## EXERCISE:
Examine each line of the data, and copy the ones containing "metadata".

## DATASET EXTRACT:

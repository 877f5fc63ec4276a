fn main() {
    // On macOS, embed a runtime search path for FFmpeg's dylibs so the
    // binary finds libavcodec/libavformat/libswscale/libswresample without
    // requiring DYLD_LIBRARY_PATH at run time.
    if std::env::var("CARGO_CFG_TARGET_OS").as_deref() == Ok("macos") {
        use std::{env, fs};

        fn add_rpath(p: &str) {
            println!("cargo:rustc-link-arg=-Wl,-rpath,{}", p);
        }

        if let Ok(ff_lib) = env::var("FFMPEG_LIB_DIR") {
            if fs::metadata(&ff_lib).is_ok() {
                add_rpath(&ff_lib);
            }
        } else {
            let brew_ff = "/opt/homebrew/opt/ffmpeg/lib";
            if fs::metadata(brew_ff).is_ok() {
                add_rpath(brew_ff);
            }
        }
    }
}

## THE ANSWER:
            if fs::metadata(&ff_lib).is_ok() {
            if fs::metadata(brew_ff).is_ok() {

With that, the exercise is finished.